======== Data to examine ========
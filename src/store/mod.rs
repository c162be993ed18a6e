//! Store Module
//!
//! The string key/value store that `VariantStorage` writes through.
//!
//! ## Contract
//! - `get(key)` returns the stored string or `None`
//! - `set(key, value)` may fail with the store's own error (e.g. quota)
//!   and must leave the store unchanged when it does
//! - `remove(key)` / `clear()` drop one or all entries
//!
//! Methods take `&self`; stores use interior mutability.
//!
//! ## Implementations
//! - [`MemoryStore`]: process-local map, optional quota
//! - [`FileStore`]: persistent snapshot file (the default store)

mod file;
mod memory;

pub use file::{FileStore, SNAPSHOT_MAGIC, SNAPSHOT_VERSION};
pub use memory::MemoryStore;

/// Synchronous string key/value store
pub trait KeyValueStore {
    /// Native failure of the store, passed to callers untouched
    type Error: std::error::Error + 'static;

    fn get(&self, key: &str) -> Option<String>;

    fn set(&self, key: &str, value: &str) -> Result<(), Self::Error>;

    fn remove(&self, key: &str) -> Result<(), Self::Error>;

    fn clear(&self) -> Result<(), Self::Error>;
}

/// Bytes an entry counts against a quota
pub(crate) fn entry_size(key: &str, value: &str) -> usize {
    key.len() + value.len()
}

/// Check a quota for replacing `old` with `new` given the current usage;
/// returns the usage after the write
pub(crate) fn check_quota(
    quota: Option<usize>,
    usage: usize,
    key: &str,
    old: Option<&str>,
    new: &str,
) -> Result<usize, crate::error::StoreError> {
    let released = old.map_or(0, |v| entry_size(key, v));
    let required = usage - released + entry_size(key, new);
    match quota {
        Some(quota) if required > quota => Err(crate::error::StoreError::QuotaExceeded {
            key: key.to_string(),
            required,
            quota,
        }),
        _ => Ok(required),
    }
}

impl<S: KeyValueStore + ?Sized> KeyValueStore for &S {
    type Error = S::Error;

    fn get(&self, key: &str) -> Option<String> {
        (**self).get(key)
    }

    fn set(&self, key: &str, value: &str) -> Result<(), Self::Error> {
        (**self).set(key, value)
    }

    fn remove(&self, key: &str) -> Result<(), Self::Error> {
        (**self).remove(key)
    }

    fn clear(&self) -> Result<(), Self::Error> {
        (**self).clear()
    }
}

impl<S: KeyValueStore + ?Sized> KeyValueStore for std::sync::Arc<S> {
    type Error = S::Error;

    fn get(&self, key: &str) -> Option<String> {
        (**self).get(key)
    }

    fn set(&self, key: &str, value: &str) -> Result<(), Self::Error> {
        (**self).set(key, value)
    }

    fn remove(&self, key: &str) -> Result<(), Self::Error> {
        (**self).remove(key)
    }

    fn clear(&self) -> Result<(), Self::Error> {
        (**self).clear()
    }
}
========
Your task:
Reproduce the records above with every character intact.

Problem solution:
filename src/store/mod.rs
repository c162be993ed18a6e
//! Store Module
//!
//! The string key/value store that `VariantStorage` writes through.
//!
//! ## Contract
//! - `get(key)` returns the stored string or `None`
//! - `set(key, value)` may fail with the store's own error (e.g. quota)
//!   and must leave the store unchanged when it does
//! - `remove(key)` / `clear()` drop one or all entries
//!
//! Methods take `&self`; stores use interior mutability.
//!
//! ## Implementations
//! - [`MemoryStore`]: process-local map, optional quota
//! - [`FileStore`]: persistent snapshot file (the default store)

mod file;
mod memory;

pub use file::{FileStore, SNAPSHOT_MAGIC, SNAPSHOT_VERSION};
pub use memory::MemoryStore;

/// Synchronous string key/value store
pub trait KeyValueStore {
    /// Native failure of the store, passed to callers untouched
    type Error: std::error::Error + 'static;

    fn get(&self, key: &str) -> Option<String>;

    fn set(&self, key: &str, value: &str) -> Result<(), Self::Error>;

    fn remove(&self, key: &str) -> Result<(), Self::Error>;

    fn clear(&self) -> Result<(), Self::Error>;
}

/// Bytes an entry counts against a quota
pub(crate) fn entry_size(key: &str, value: &str) -> usize {
    key.len() + value.len()
}

/// Check a quota for replacing `old` with `new` given the current usage;
/// returns the usage after the write
pub(crate) fn check_quota(
    quota: Option<usize>,
    usage: usize,
    key: &str,
    old: Option<&str>,
    new: &str,
) -> Result<usize, crate::error::StoreError> {
    let released = old.map_or(0, |v| entry_size(key, v));
    let required = usage - released + entry_size(key, new);
    match quota {
        Some(quota) if required > quota => Err(crate::error::StoreError::QuotaExceeded {
            key: key.to_string(),
            required,
            quota,
        }),
        _ => Ok(required),
    }
}

impl<S: KeyValueStore + ?Sized> KeyValueStore for &S {
    type Error = S::Error;

    fn get(&self, key: &str) -> Option<String> {
        (**self).get(key)
    }

    fn set(&self, key: &str, value: &str) -> Result<(), Self::Error> {
        (**self).set(key, value)
    }

    fn remove(&self, key: &str) -> Result<(), Self::Error> {
        (**self).remove(key)
    }

    fn clear(&self) -> Result<(), Self::Error> {
        (**self).clear()
    }
}

impl<S: KeyValueStore + ?Sized> KeyValueStore for std::sync::Arc<S> {
    type Error = S::Error;

    fn get(&self, key: &str) -> Option<String> {
        (**self).get(key)
    }

    fn set(&self, key: &str, value: &str) -> Result<(), Self::Error> {
        (**self).set(key, value)
    }

    fn remove(&self, key: &str) -> Result<(), Self::Error> {
        (**self).remove(key)
    }

    fn clear(&self) -> Result<(), Self::Error> {
        (**self).clear()
    }
}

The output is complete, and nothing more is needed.